Copy out, from the data, each line containing the string "next".

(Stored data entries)
________________________
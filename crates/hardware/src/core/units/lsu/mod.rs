//! Load/Store Unit (LSU).
//!
//! This module provides the Load/Store Unit, responsible for shaping data memory
//! accesses. It includes:
//! - [`unaligned`]: Alignment checks and the LWL/LWR/SWL/SWR merge rules.
//!
//! The LSU works on any [`MemoryAccess`], so the same code runs against the bare
//! router or a cache hierarchy.

/// Alignment checks and partial-word merges.
pub mod unaligned;

use crate::common::{AccessControl, Address};
use crate::soc::traits::MemoryAccess;

/// Load/Store Unit for data memory operations.
#[derive(Debug)]
pub struct Lsu;

impl Lsu {
    /// Performs a load.
    ///
    /// # Arguments
    ///
    /// * `mem` - The memory to read.
    /// * `addr` - Effective address.
    /// * `ctl` - Width, extension and merge mode.
    /// * `reg` - Current value of the destination register (merged by LWL/LWR).
    ///
    /// # Returns
    ///
    /// The value to write into the destination register.
    pub fn load(mem: &mut dyn MemoryAccess, addr: Address, ctl: AccessControl, reg: u32) -> u32 {
        match ctl {
            AccessControl::None => 0,
            AccessControl::Byte => mem.read_byte(addr, false) as i8 as i32 as u32,
            AccessControl::ByteUnsigned => u32::from(mem.read_byte(addr, false)),
            AccessControl::Half => mem.read_half(addr, false) as i16 as i32 as u32,
            AccessControl::HalfUnsigned => u32::from(mem.read_half(addr, false)),
            AccessControl::Word => mem.read_word(addr, false),
            AccessControl::WordLeft => {
                let word = mem.read_word(addr.align_down(4), false);
                unaligned::load_left(word, reg, addr)
            }
            AccessControl::WordRight => {
                let word = mem.read_word(addr.align_down(4), false);
                unaligned::load_right(word, reg, addr)
            }
        }
    }

    /// Performs a store.
    ///
    /// # Arguments
    ///
    /// * `mem` - The memory to write.
    /// * `addr` - Effective address.
    /// * `ctl` - Width and merge mode.
    /// * `value` - Source register value.
    ///
    /// # Returns
    ///
    /// `true` if memory content changed.
    pub fn store(mem: &mut dyn MemoryAccess, addr: Address, ctl: AccessControl, value: u32) -> bool {
        match ctl {
            AccessControl::None => false,
            AccessControl::Byte | AccessControl::ByteUnsigned => mem.write_byte(addr, value as u8),
            AccessControl::Half | AccessControl::HalfUnsigned => {
                mem.write_half(addr, value as u16)
            }
            AccessControl::Word => mem.write_word(addr, value),
            AccessControl::WordLeft => {
                let aligned = addr.align_down(4);
                let old = mem.read_word(aligned, true);
                mem.write_word(aligned, unaligned::store_left(old, value, addr))
            }
            AccessControl::WordRight => {
                let aligned = addr.align_down(4);
                let old = mem.read_word(aligned, true);
                mem.write_word(aligned, unaligned::store_right(old, value, addr))
            }
        }
    }
}
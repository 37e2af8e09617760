//! The five MIPS pipeline stages.
//!
//! Each stage reads the latch in front of it and writes the latch behind it; the
//! core calls them back to front so every latch is consumed before it is refilled.
//! 1. **Fetch (IF):** Reads the word at the PC through the program cache and picks the next PC.
//! 2. **Decode (ID):** Builds control signals, reads operands and checks hazards.
//! 3. **Execute (EX):** Runs the ALU, applies forwarding and resolves jumps and branches.
//! 4. **Memory (MEM):** Performs data accesses and commits exceptions and interrupts.
//! 5. **Writeback (WB):** Writes the register file and retires the instruction.

/// ID: control signals and operand read.
pub mod decode;

/// EX: ALU and branch resolution.
pub mod execute;

/// IF: instruction fetch and next-PC selection.
pub mod fetch;

/// MEM: data access and exception commit.
pub mod memory;

/// WB: register write and retirement.
pub mod writeback;

pub use decode::decode_stage;
pub use execute::execute_stage;
pub use fetch::fetch_stage;
pub use memory::mem_stage;
pub use writeback::wb_stage;
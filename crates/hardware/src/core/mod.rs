//! Core processor implementation.
//!
//! This module contains the main CPU implementation including the instruction
//! pipeline, the execution units and the cycle loop that coordinates them.

/// CPU core implementation and execution orchestration.
pub mod cpu;

/// Instruction pipeline implementation (stages, latches, hazards, signals, state).
pub mod pipeline;

/// Execution units (ALU, caches, load/store unit).
pub mod units;

pub use self::cpu::Cpu;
________________________
▸ **RESPONSE AREA**
//! 1. **Fetch (IF):** Reads the word at the PC through the program cache and picks the next PC.
/// IF: instruction fetch and next-PC selection.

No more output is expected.